• _Task statement_: Go through the records below and copy out every line that contains the word "serde".
The data Start Marker
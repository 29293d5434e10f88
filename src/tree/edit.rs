//! Structural edits on a block forest
//!
//! Every edit takes a forest by reference and returns a new one; the input
//! is never modified. Depths are renormalised after each edit.

use serde::{Deserialize, Serialize};
use std::collections::BTreeSet;

use crate::error::EditError;
use crate::types::block::{Block, BlockId, BlockMetadata, Branch, preorder};
use crate::types::command::Command;

/// Section of the forest a block can be placed in
#[derive(Debug, Clone, PartialEq, Eq, Serialize, Deserialize)]
#[serde(rename_all = "snake_case")]
pub enum Slot {
    Root,
    Inside { parent: BlockId, branch: Branch },
}

impl Slot {
    pub fn inside(parent: impl Into<BlockId>) -> Self {
        Self::Inside {
            parent: parent.into(),
            branch: Branch::Main,
        }
    }

    pub fn else_of(parent: impl Into<BlockId>) -> Self {
        Self::Inside {
            parent: parent.into(),
            branch: Branch::Else,
        }
    }
}

/// A structural edit
#[derive(Debug, Clone, PartialEq, Serialize, Deserialize)]
#[serde(tag = "op", rename_all = "snake_case")]
pub enum Edit {
    /// Swap the command of a block, keeping its children.
    ReplaceCommand { id: BlockId, command: Command },
    /// Insert `block` at `index` of the section `slot`.
    Insert { slot: Slot, index: usize, block: Block },
    Remove { id: BlockId },
    /// Detach a block and re-insert it; `index` refers to the section after removal.
    Move { id: BlockId, slot: Slot, index: usize },
    /// Set or clear the ELSE split of a condition container.
    SetElse {
        id: BlockId,
        else_index: Option<usize>,
    },
}

/// Apply `edit` to a copy of `blocks`.
pub fn apply_edit(blocks: &[Block], edit: &Edit) -> Result<Vec<Block>, EditError> {
    let mut forest = blocks.to_vec();
    match edit {
        Edit::ReplaceCommand { id, command } => replace_command(&mut forest, id, command)?,
        Edit::Insert { slot, index, block } => {
            check_insertable(&forest, block)?;
            insert(&mut forest, slot, *index, block.clone())?;
        }
        Edit::Remove { id } => {
            remove(&mut forest, id).ok_or_else(|| EditError::block_not_found(id))?;
        }
        Edit::Move { id, slot, index } => {
            if let Slot::Inside { parent, .. } = slot {
                let moved =
                    find_mut(&mut forest, id).ok_or_else(|| EditError::block_not_found(id))?;
                if &moved.id == parent || preorder(&moved.children).any(|b| &b.id == parent) {
                    return Err(EditError::MoveIntoSelf { id: id.clone() });
                }
            }
            let block = remove(&mut forest, id).ok_or_else(|| EditError::block_not_found(id))?;
            insert(&mut forest, slot, *index, block)?;
        }
        Edit::SetElse { id, else_index } => set_else(&mut forest, id, *else_index)?,
    }
    renormalize(&mut forest, 0);
    log::debug!("applied {}", edit_name(edit));
    Ok(forest)
}

/// An id of the form `<prefix>_block_<n>` not yet used in `blocks`.
pub fn fresh_id(blocks: &[Block], prefix: &str) -> BlockId {
    let used: BTreeSet<&BlockId> = preorder(blocks).map(|block| &block.id).collect();
    let mut n = used.len();
    loop {
        let id = BlockId::for_command(prefix, n);
        if !used.contains(&id) {
            return id;
        }
        n += 1;
    }
}

fn edit_name(edit: &Edit) -> &'static str {
    match edit {
        Edit::ReplaceCommand { .. } => "replace_command",
        Edit::Insert { .. } => "insert",
        Edit::Remove { .. } => "remove",
        Edit::Move { .. } => "move",
        Edit::SetElse { .. } => "set_else",
    }
}

fn check_insertable(forest: &[Block], block: &Block) -> Result<(), EditError> {
    let used: BTreeSet<&BlockId> = preorder(forest).map(|b| &b.id).collect();
    for inserted in preorder(std::slice::from_ref(block)) {
        if inserted.command_type().is_structural_marker() {
            return Err(EditError::structural_marker(inserted.command.source_line()));
        }
        if used.contains(&inserted.id) {
            return Err(EditError::duplicate_id(&inserted.id));
        }
    }
    Ok(())
}

fn replace_command(forest: &mut [Block], id: &BlockId, command: &Command) -> Result<(), EditError> {
    if command.command_type().is_structural_marker() {
        return Err(EditError::structural_marker(command.source_line()));
    }
    let block = find_mut(forest, id).ok_or_else(|| EditError::block_not_found(id))?;
    let replacement = Block::from_command(id.clone(), command.clone());

    let compatible = match (block.container_kind(), replacement.container_kind()) {
        (None, None) => true,
        (Some(old), Some(new)) => old == new,
        _ => false,
    };
    if !compatible {
        return Err(EditError::KindMismatch {
            id: id.clone(),
            expected: block.block_type,
            actual: replacement.block_type,
        });
    }

    let else_index = block.condition().and_then(|meta| meta.else_index);
    block.block_type = replacement.block_type;
    block.command = replacement.command;
    block.metadata = replacement.metadata;
    if let Some(meta) = block.condition_mut() {
        meta.else_index = else_index;
    }
    Ok(())
}

fn set_else(
    forest: &mut [Block],
    id: &BlockId,
    else_index: Option<usize>,
) -> Result<(), EditError> {
    let block = find_mut(forest, id).ok_or_else(|| EditError::block_not_found(id))?;
    let len = block.children.len();
    let meta = match &mut block.metadata {
        BlockMetadata::Condition(meta) => meta,
        _ => return Err(EditError::not_a_condition(id)),
    };
    if let Some(index) = else_index
        && index > len
    {
        return Err(EditError::else_out_of_bounds(id, index, len));
    }
    meta.else_index = else_index;
    Ok(())
}

fn insert(
    forest: &mut Vec<Block>,
    slot: &Slot,
    index: usize,
    block: Block,
) -> Result<(), EditError> {
    let (parent_id, branch) = match slot {
        Slot::Root => {
            if index > forest.len() {
                return Err(EditError::index_out_of_bounds(index, forest.len()));
            }
            forest.insert(index, block);
            return Ok(());
        }
        Slot::Inside { parent, branch } => (parent, *branch),
    };

    let parent = find_mut(forest, parent_id).ok_or_else(|| EditError::block_not_found(parent_id))?;
    if !parent.is_container() {
        return Err(EditError::not_a_container(parent_id, parent.block_type));
    }

    let len = parent.children.len();
    let else_index = parent.else_index();
    let position = match branch {
        Branch::Main => {
            let section = else_index.unwrap_or(len);
            if index > section {
                return Err(EditError::index_out_of_bounds(index, section));
            }
            index
        }
        Branch::Else => {
            if parent.condition().is_none() {
                return Err(EditError::not_a_condition(parent_id));
            }
            let start = else_index.ok_or_else(|| EditError::NoElseBranch {
                id: parent_id.clone(),
            })?;
            if index > len - start {
                return Err(EditError::index_out_of_bounds(index, len - start));
            }
            start + index
        }
    };

    parent.children.insert(position, block);
    if branch == Branch::Main
        && let Some(meta) = parent.condition_mut()
        && let Some(split) = meta.else_index.as_mut()
    {
        *split = (*split).min(len) + 1;
    }
    Ok(())
}

/// Detach the block `id`, shifting the else split of its parent when the
/// block came from the IF-section.
fn remove(forest: &mut Vec<Block>, id: &BlockId) -> Option<Block> {
    if let Some(index) = forest.iter().position(|block| &block.id == id) {
        return Some(forest.remove(index));
    }
    for parent in forest.iter_mut() {
        if let Some(index) = parent.children.iter().position(|block| &block.id == id) {
            let len = parent.children.len();
            let removed = parent.children.remove(index);
            if let Some(meta) = parent.condition_mut()
                && let Some(split) = meta.else_index.as_mut()
            {
                let clamped = (*split).min(len);
                *split = if index < clamped { clamped - 1 } else { clamped };
            }
            return Some(removed);
        }
        if let Some(removed) = remove(&mut parent.children, id) {
            return Some(removed);
        }
    }
    None
}

fn find_mut<'a>(blocks: &'a mut [Block], id: &BlockId) -> Option<&'a mut Block> {
    for block in blocks {
        if &block.id == id {
            return Some(block);
        }
        if let Some(found) = find_mut(&mut block.children, id) {
            return Some(found);
        }
    }
    None
}

fn renormalize(blocks: &mut [Block], depth: usize) {
    for block in blocks {
        block.depth = depth;
        renormalize(&mut block.children, depth + 1);
    }
}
The data End Marker
• _Answer to this problem_:
use serde::{Deserialize, Serialize};
#[serde(rename_all = "snake_case")]
#[serde(tag = "op", rename_all = "snake_case")]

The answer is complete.